▶ _Exercise description_:
Only the lines below, from the one with "for unit tests." through the one with "async fn send_frame(&mut", are to be written out, exactly.

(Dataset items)
BEGIN
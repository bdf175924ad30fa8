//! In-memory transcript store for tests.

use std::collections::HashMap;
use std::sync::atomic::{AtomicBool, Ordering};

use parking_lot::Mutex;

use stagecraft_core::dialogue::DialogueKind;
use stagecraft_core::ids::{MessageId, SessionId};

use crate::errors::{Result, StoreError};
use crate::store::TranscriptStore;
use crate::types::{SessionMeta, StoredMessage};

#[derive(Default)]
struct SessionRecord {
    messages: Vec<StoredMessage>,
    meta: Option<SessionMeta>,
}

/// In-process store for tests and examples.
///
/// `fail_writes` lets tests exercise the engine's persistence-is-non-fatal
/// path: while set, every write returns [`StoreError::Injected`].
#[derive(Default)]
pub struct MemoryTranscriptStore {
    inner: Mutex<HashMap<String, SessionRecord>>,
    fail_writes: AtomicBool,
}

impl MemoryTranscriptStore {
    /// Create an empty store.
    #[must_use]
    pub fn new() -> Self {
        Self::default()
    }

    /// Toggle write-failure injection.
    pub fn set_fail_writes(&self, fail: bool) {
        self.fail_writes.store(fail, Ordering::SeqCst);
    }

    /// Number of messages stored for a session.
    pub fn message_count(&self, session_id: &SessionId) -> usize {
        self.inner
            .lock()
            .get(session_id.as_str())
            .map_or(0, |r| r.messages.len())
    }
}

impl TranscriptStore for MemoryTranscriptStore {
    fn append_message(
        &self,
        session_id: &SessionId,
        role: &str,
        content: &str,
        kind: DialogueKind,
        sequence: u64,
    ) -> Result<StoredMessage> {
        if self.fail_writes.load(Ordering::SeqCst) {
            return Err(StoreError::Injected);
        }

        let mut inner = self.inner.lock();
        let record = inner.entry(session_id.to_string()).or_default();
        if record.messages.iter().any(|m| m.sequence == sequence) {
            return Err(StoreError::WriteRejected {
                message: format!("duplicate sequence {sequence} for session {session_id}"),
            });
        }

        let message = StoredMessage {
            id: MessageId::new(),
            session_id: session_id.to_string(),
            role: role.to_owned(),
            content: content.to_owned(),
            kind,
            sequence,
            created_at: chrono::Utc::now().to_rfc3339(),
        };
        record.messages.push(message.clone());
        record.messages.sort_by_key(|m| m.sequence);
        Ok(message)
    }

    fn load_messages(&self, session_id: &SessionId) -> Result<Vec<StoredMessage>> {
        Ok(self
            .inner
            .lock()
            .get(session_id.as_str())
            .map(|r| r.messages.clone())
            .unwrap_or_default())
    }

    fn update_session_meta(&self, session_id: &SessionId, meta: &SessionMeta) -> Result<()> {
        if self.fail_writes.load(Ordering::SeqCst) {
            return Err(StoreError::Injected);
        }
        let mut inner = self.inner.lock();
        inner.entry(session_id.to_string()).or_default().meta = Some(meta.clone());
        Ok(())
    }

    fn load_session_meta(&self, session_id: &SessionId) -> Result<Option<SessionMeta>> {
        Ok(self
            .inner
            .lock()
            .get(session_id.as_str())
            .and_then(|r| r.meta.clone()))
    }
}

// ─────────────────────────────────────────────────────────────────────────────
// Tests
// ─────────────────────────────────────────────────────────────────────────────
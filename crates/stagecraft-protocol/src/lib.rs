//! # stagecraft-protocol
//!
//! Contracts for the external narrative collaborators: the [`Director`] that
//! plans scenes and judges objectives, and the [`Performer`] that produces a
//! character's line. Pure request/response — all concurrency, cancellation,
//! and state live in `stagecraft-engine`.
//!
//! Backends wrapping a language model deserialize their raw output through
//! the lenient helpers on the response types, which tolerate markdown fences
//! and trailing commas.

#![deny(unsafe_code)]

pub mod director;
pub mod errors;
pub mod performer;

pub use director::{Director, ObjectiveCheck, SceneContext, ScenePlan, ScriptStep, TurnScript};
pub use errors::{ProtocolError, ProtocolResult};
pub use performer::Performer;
END
BEGIN
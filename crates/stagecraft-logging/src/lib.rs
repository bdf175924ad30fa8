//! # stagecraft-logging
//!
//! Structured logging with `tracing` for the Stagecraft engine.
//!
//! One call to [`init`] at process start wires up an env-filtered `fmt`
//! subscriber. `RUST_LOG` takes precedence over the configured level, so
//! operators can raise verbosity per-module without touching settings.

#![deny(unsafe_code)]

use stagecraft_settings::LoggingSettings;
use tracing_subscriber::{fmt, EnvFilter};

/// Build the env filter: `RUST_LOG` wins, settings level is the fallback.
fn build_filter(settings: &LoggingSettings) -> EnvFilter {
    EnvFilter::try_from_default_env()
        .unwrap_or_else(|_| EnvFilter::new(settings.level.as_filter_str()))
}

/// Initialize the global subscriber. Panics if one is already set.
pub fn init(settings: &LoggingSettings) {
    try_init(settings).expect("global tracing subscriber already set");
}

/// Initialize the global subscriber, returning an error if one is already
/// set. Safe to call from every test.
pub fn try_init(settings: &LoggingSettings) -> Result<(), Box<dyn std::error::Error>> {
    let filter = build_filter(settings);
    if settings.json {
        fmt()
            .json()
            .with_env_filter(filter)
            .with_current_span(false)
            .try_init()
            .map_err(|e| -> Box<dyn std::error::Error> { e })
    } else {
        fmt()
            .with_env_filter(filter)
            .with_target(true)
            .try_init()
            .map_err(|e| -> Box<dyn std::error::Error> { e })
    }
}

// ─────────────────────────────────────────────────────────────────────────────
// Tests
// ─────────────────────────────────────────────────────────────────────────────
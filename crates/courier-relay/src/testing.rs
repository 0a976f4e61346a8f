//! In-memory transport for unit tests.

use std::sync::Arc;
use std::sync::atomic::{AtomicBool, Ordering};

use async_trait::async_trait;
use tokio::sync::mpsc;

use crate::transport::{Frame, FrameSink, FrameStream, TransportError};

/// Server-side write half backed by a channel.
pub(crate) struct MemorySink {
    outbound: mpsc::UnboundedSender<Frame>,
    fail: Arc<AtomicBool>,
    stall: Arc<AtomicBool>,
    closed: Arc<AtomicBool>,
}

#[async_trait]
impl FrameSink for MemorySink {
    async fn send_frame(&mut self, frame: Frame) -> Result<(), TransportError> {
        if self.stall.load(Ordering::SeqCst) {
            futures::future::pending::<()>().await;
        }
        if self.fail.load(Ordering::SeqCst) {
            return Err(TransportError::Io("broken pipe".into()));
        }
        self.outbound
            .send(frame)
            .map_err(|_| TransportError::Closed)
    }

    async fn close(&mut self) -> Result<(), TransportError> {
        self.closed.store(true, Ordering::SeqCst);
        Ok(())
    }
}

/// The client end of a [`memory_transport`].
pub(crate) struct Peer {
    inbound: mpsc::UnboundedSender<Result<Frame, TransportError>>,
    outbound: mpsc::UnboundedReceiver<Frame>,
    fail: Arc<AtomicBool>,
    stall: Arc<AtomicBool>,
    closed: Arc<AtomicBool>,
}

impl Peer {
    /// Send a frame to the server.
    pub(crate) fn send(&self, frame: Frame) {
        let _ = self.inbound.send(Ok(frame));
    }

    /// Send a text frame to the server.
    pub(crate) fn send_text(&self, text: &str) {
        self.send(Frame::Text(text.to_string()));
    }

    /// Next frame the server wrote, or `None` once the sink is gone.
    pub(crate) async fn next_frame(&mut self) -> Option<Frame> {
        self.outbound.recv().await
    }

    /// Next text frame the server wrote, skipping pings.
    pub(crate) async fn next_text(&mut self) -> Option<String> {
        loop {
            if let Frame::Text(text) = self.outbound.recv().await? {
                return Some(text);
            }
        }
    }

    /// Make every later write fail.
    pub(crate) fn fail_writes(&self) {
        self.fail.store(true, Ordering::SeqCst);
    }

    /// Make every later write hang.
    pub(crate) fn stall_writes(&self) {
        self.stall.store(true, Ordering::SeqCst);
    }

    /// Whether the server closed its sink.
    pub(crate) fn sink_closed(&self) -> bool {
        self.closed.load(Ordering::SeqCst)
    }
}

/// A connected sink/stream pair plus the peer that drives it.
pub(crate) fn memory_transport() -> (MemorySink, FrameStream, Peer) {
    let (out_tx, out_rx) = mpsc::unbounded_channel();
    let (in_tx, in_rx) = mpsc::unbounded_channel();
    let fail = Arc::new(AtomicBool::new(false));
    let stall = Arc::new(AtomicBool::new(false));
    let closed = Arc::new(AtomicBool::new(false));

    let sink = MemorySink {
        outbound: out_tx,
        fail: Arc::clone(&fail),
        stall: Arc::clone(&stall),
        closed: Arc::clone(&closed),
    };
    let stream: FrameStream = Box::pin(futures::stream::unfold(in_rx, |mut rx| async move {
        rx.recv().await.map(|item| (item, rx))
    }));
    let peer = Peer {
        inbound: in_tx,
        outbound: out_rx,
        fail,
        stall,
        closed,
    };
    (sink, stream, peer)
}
END
BEGIN
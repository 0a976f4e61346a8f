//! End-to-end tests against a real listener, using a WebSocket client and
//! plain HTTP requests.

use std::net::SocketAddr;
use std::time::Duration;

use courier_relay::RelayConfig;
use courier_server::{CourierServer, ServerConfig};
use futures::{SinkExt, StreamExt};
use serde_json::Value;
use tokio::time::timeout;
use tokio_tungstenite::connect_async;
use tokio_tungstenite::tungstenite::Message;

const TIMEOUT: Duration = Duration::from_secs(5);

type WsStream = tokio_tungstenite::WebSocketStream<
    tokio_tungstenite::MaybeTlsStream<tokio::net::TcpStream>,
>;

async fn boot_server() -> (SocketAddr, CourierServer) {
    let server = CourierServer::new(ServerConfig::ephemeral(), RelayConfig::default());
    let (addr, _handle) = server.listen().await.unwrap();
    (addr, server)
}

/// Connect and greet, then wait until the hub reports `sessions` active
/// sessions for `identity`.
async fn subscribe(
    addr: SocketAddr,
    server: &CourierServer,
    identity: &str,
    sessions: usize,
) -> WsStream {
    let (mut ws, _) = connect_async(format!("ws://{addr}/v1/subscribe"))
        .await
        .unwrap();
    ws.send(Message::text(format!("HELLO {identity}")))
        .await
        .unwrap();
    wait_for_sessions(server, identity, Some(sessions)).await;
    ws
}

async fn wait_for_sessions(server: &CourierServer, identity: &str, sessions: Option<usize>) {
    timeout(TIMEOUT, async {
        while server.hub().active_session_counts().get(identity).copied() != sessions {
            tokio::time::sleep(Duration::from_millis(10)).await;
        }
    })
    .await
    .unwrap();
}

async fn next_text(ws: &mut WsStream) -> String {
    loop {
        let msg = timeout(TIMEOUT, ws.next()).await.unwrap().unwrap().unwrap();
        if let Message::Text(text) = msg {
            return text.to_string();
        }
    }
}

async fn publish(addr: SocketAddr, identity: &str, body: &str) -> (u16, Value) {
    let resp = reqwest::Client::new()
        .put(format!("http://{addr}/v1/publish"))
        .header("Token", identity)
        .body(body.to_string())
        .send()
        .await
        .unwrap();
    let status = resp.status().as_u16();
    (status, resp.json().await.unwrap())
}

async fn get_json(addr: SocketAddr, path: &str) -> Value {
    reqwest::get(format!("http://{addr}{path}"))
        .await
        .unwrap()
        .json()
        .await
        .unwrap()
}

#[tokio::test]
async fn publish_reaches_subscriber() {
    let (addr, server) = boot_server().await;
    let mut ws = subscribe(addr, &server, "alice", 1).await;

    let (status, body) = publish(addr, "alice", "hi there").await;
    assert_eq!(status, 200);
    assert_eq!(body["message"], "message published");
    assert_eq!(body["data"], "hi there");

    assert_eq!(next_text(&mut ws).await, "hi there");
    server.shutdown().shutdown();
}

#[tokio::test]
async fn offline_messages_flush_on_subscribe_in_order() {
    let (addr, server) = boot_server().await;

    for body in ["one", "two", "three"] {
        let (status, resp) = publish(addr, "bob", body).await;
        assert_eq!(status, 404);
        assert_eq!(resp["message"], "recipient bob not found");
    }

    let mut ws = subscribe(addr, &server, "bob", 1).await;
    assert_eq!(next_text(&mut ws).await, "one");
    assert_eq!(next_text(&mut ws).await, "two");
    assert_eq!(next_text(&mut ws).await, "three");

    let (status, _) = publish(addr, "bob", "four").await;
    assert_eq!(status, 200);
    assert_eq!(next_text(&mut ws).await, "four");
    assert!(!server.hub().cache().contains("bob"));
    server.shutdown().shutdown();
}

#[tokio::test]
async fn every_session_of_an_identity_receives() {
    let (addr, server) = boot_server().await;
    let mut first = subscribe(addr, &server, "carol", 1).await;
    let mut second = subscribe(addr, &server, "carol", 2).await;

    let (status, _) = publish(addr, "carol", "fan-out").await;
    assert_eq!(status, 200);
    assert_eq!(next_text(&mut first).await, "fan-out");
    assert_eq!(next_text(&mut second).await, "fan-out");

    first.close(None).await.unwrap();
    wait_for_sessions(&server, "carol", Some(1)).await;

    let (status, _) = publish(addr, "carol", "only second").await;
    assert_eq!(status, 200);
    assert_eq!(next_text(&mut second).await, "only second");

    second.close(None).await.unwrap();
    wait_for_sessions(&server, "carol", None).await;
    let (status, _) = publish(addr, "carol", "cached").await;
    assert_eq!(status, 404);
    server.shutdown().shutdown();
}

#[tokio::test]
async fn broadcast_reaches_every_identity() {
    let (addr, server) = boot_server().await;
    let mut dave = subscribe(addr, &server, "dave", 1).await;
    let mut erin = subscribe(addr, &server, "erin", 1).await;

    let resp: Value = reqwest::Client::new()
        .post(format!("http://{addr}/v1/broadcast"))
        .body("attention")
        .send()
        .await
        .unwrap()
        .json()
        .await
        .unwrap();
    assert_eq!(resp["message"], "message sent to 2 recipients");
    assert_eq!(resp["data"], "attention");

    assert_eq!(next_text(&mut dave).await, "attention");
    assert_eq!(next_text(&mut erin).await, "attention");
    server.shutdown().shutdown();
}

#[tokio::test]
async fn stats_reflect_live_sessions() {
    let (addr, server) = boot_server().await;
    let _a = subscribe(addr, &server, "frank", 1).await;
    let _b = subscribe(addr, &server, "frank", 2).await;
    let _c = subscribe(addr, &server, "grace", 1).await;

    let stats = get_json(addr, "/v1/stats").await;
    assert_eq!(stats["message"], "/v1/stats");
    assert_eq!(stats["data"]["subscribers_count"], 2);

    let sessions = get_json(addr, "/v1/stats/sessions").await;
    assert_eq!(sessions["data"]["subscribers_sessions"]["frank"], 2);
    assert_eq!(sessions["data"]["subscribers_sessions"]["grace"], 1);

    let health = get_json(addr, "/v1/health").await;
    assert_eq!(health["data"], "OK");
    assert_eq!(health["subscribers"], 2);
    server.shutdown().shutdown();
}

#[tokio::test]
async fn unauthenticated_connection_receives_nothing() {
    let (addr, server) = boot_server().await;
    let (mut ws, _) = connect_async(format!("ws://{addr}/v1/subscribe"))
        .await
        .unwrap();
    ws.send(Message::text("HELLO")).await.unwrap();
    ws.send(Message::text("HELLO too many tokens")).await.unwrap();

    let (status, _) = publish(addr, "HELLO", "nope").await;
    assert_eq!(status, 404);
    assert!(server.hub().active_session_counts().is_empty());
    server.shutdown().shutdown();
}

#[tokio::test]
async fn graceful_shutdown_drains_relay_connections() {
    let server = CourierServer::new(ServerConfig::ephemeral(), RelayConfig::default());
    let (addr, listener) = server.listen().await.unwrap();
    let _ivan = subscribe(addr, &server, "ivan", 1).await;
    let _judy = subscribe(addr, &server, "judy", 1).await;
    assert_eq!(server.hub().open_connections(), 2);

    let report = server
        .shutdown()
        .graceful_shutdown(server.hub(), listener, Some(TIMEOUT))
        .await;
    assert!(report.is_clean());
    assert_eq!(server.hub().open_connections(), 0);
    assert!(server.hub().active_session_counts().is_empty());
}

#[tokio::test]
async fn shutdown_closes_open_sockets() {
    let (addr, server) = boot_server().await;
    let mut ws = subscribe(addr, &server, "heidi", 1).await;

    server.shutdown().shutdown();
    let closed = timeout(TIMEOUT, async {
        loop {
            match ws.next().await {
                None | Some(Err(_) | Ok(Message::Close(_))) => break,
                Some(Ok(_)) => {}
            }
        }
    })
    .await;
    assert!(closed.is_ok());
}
END
▶ _Exercise output_:
//! In-memory transport for unit tests.

use std::sync::Arc;
use std::sync::atomic::{AtomicBool, Ordering};

use async_trait::async_trait;
use tokio::sync::mpsc;

use crate::transport::{Frame, FrameSink, FrameStream, TransportError};

/// Server-side write half backed by a channel.
pub(crate) struct MemorySink {
    outbound: mpsc::UnboundedSender<Frame>,
    fail: Arc<AtomicBool>,
    stall: Arc<AtomicBool>,
    closed: Arc<AtomicBool>,
}

#[async_trait]
impl FrameSink for MemorySink {
    async fn send_frame(&mut self, frame: Frame) -> Result<(), TransportError> {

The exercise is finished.